» **WORK REQUIRED**
Reproduce each line of the entries that carries "counts".

Records from a dataset
//! Cell model and the low-level parsers shared by ingestion and coercion.
//!
//! Spreadsheet readers hand back loosely typed cells; everything downstream works
//! on [`Cell`] so malformed input never leaks into aggregation untyped. The
//! parsers here are deliberately forgiving about separators and whitespace and
//! strict about what counts as a number or a date.

use std::{borrow::Cow, fmt, sync::OnceLock};

use anyhow::{Result, anyhow};
use chrono::{Datelike, Duration, NaiveDate, NaiveDateTime, Timelike};
use regex::Regex;

/// Excel serial day 0 from serial 61 on (the 1900 leap-year bug is absorbed by
/// starting on the 30th).
const EXCEL_EPOCH: (i32, u32, u32) = (1899, 12, 30);
/// Serial 60 is the 29 February 1900 that never existed.
const EXCEL_PHANTOM_LEAP_DAY: f64 = 60.0;
/// Serial number of 9999-12-31, the last date Excel can represent.
const EXCEL_MAX_SERIAL: f64 = 2_958_465.0;
/// Years a spreadsheet date may carry.
pub const CALENDAR_YEARS: std::ops::RangeInclusive<i32> = 1900..=9999;

#[derive(Debug, Clone, PartialEq, Default)]
pub enum Cell {
    #[default]
    Empty,
    Text(String),
    Number(f64),
    Bool(bool),
    DateTime(NaiveDateTime),
    /// Spreadsheet error value such as `#DIV/0!`.
    Error(String),
}

impl Cell {
    pub fn is_empty(&self) -> bool {
        match self {
            Cell::Empty => true,
            Cell::Text(text) => text.trim().is_empty(),
            _ => false,
        }
    }

    pub fn as_display(&self) -> Cow<'_, str> {
        match self {
            Cell::Empty => Cow::Borrowed(""),
            Cell::Text(text) => Cow::Borrowed(text.trim()),
            Cell::Number(value) => Cow::Owned(format_number(*value)),
            Cell::Bool(value) => Cow::Owned(value.to_string()),
            Cell::DateTime(dt) => {
                if dt.num_seconds_from_midnight() == 0 {
                    Cow::Owned(dt.date().format("%Y-%m-%d").to_string())
                } else {
                    Cow::Owned(dt.format("%Y-%m-%d %H:%M:%S").to_string())
                }
            }
            Cell::Error(token) => Cow::Borrowed(token.as_str()),
        }
    }
}

impl From<&str> for Cell {
    fn from(value: &str) -> Self {
        if value.trim().is_empty() {
            Cell::Empty
        } else {
            Cell::Text(value.to_string())
        }
    }
}

impl From<String> for Cell {
    fn from(value: String) -> Self {
        if value.trim().is_empty() {
            Cell::Empty
        } else {
            Cell::Text(value)
        }
    }
}

impl From<f64> for Cell {
    fn from(value: f64) -> Self {
        Cell::Number(value)
    }
}

impl fmt::Display for Cell {
    fn fmt(&self, f: &mut fmt::Formatter<'_>) -> fmt::Result {
        write!(f, "{}", self.as_display())
    }
}

/// Header key used for alias comparison: lower-case, alphanumerics only.
pub fn normalize_key(name: &str) -> String {
    name.trim()
        .chars()
        .filter(|c| c.is_alphanumeric())
        .flat_map(char::to_lowercase)
        .collect()
}

pub fn in_calendar_range(date: NaiveDate) -> bool {
    CALENDAR_YEARS.contains(&date.year())
}

/// Parses a text date, day-first when ambiguous.
///
/// `%Y` happily reads `24` as year 24, so a parse only counts when the year
/// lands in [`CALENDAR_YEARS`]; two-digit years then fall through to the `%y`
/// forms and expand to 19xx/20xx.
pub fn parse_naive_date(value: &str) -> Result<NaiveDate> {
    // Day-first forms precede month-first so `05/01/2024` reads as 5 January.
    const DATE_FORMATS: &[&str] = &[
        "%Y-%m-%d", "%d/%m/%Y", "%d-%m-%Y", "%Y/%m/%d", "%d.%m.%Y", "%m/%d/%Y", "%d/%m/%y",
        "%d-%m-%y", "%d.%m.%y", "%y-%m-%d",
    ];
    const DATETIME_FORMATS: &[&str] = &[
        "%Y-%m-%d %H:%M:%S",
        "%Y-%m-%dT%H:%M:%S",
        "%Y-%m-%d %H:%M:%S%.f",
        "%Y-%m-%dT%H:%M:%S%.f",
        "%Y-%m-%d %H:%M",
        "%d/%m/%Y %H:%M:%S",
        "%d/%m/%Y %H:%M",
    ];
    let trimmed = value.trim();
    let dates = DATE_FORMATS
        .iter()
        .filter_map(|fmt| NaiveDate::parse_from_str(trimmed, fmt).ok());
    let datetimes = DATETIME_FORMATS
        .iter()
        .filter_map(|fmt| NaiveDateTime::parse_from_str(trimmed, fmt).ok())
        .map(|parsed| parsed.date());
    dates
        .chain(datetimes)
        .find(|date| in_calendar_range(*date))
        .ok_or_else(|| anyhow!("Failed to parse '{trimmed}' as a date between 1900 and 9999"))
}

/// Converts an Excel serial day number (fractions are time of day).
pub fn excel_serial_to_datetime(serial: f64) -> Option<NaiveDateTime> {
    if !serial.is_finite() || !(1.0..=EXCEL_MAX_SERIAL).contains(&serial) {
        return None;
    }
    if serial.floor() == EXCEL_PHANTOM_LEAP_DAY {
        return None;
    }
    let (year, month, mut day) = EXCEL_EPOCH;
    if serial < EXCEL_PHANTOM_LEAP_DAY {
        day += 1;
    }
    let epoch = NaiveDate::from_ymd_opt(year, month, day)?.and_hms_opt(0, 0, 0)?;
    let millis = (serial * 86_400_000.0).round() as i64;
    epoch.checked_add_signed(Duration::milliseconds(millis))
}

/// True for spreadsheet error values (`#DIV/0!`, `#N/A`, `#VALUE!`, ...).
pub fn is_error_sentinel(value: &str) -> bool {
    static SENTINEL: OnceLock<Regex> = OnceLock::new();
    SENTINEL
        .get_or_init(|| {
            Regex::new(r"(?i)^#(div/0|n/a|value|ref|name|num|null|spill|calc|getting_data)[!?]?$")
                .expect("sentinel pattern")
        })
        .is_match(value.trim())
}

/// Parses a number written with either decimal convention.
///
/// Accepts `1234`, `1,234.5`, `1.234,5`, `85,5` and a trailing `%`. A lone comma
/// followed by exactly three digits groups thousands (`1,234` is 1234).
pub fn parse_number(value: &str) -> Option<f64> {
    let trimmed = value.trim();
    let trimmed = trimmed.strip_suffix('%').unwrap_or(trimmed).trim_end();
    if trimmed.is_empty() || is_error_sentinel(trimmed) {
        return None;
    }
    let compact = trimmed
        .chars()
        .filter(|c| !c.is_whitespace() && *c != '\'')
        .collect::<String>();
    let canonical = canonical_decimal(&compact)?;
    let parsed: f64 = canonical.parse().ok()?;
    parsed.is_finite().then_some(parsed)
}

fn canonical_decimal(raw: &str) -> Option<String> {
    static COMMA_GROUPS: OnceLock<Regex> = OnceLock::new();
    static DOT_GROUPS: OnceLock<Regex> = OnceLock::new();
    let comma_groups = COMMA_GROUPS
        .get_or_init(|| Regex::new(r"^[+-]?\d{1,3}(,\d{3})+$").expect("comma group pattern"));
    let dot_groups = DOT_GROUPS
        .get_or_init(|| Regex::new(r"^[+-]?\d{1,3}(\.\d{3}){2,}$").expect("dot group pattern"));

    match (raw.rfind(','), raw.rfind('.')) {
        (Some(comma), Some(dot)) if comma > dot => Some(raw.replace('.', "").replace(',', ".")),
        (Some(_), Some(_)) => Some(raw.replace(',', "")),
        (Some(_), None) if comma_groups.is_match(raw) => Some(raw.replace(',', "")),
        (Some(_), None) if raw.matches(',').count() == 1 => Some(raw.replace(',', ".")),
        (Some(_), None) => None,
        (None, Some(_)) if dot_groups.is_match(raw) => Some(raw.replace('.', "")),
        (None, _) => Some(raw.to_string()),
    }
}

/// Whole numbers render without a fraction; everything else keeps full precision.
pub fn format_number(value: f64) -> String {
    if value.fract() == 0.0 && value.abs() < 1e15 {
        format!("{value:.0}")
    } else {
        value.to_string()
    }
}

» **EXERCISE RESPONSE**
//! strict about what counts as a number or a date.
/// `%Y` happily reads `24` as year 24, so a parse only counts when the year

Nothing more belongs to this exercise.